WORK ORDER:
Read the data, and whenever a line holds the word "positions", report that line.

RECORDS TO USE:
= = =

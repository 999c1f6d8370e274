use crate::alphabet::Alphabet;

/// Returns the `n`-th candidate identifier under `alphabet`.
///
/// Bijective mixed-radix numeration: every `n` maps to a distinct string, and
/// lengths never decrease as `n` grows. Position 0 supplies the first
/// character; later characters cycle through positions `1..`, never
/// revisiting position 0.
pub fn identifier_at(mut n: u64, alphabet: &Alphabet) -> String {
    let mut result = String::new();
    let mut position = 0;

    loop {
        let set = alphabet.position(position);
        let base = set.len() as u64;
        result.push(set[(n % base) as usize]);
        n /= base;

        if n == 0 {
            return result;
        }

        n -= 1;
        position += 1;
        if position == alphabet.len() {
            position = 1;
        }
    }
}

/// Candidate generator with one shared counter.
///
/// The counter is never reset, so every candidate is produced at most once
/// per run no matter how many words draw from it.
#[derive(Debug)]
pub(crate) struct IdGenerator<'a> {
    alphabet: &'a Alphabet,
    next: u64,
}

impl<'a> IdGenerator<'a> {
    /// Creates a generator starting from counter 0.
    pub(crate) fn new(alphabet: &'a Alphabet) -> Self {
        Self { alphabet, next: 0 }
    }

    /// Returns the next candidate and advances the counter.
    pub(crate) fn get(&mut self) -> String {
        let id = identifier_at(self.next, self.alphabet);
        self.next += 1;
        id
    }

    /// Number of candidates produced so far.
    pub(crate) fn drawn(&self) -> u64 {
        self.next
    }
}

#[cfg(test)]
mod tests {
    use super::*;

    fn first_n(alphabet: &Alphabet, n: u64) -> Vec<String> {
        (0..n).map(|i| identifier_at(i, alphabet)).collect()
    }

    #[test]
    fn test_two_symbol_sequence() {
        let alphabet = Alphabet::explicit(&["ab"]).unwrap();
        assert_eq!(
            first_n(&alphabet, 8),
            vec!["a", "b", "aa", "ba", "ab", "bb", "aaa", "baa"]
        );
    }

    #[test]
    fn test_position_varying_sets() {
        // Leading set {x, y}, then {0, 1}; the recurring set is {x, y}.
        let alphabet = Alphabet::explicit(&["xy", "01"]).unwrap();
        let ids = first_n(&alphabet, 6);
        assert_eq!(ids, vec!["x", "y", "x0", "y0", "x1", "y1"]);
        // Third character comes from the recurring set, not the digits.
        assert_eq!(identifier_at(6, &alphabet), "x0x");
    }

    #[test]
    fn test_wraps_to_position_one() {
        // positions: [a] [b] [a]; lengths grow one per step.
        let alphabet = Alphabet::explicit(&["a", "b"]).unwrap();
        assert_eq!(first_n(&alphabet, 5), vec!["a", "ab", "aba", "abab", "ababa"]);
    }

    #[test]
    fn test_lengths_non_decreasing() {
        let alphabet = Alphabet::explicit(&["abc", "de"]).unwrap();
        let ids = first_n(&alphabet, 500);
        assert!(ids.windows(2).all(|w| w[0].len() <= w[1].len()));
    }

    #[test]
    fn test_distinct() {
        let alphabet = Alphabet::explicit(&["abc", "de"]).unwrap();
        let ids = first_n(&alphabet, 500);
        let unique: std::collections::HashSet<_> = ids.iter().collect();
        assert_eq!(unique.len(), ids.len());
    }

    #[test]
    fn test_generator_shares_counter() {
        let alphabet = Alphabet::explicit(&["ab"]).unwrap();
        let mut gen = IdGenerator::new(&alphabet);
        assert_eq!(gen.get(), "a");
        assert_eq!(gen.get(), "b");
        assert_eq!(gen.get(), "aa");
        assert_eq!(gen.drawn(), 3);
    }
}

= = =

OUTPUT OF THE TASK:
/// character; later characters cycle through positions `1..`, never
        // positions: [a] [b] [a]; lengths grow one per step.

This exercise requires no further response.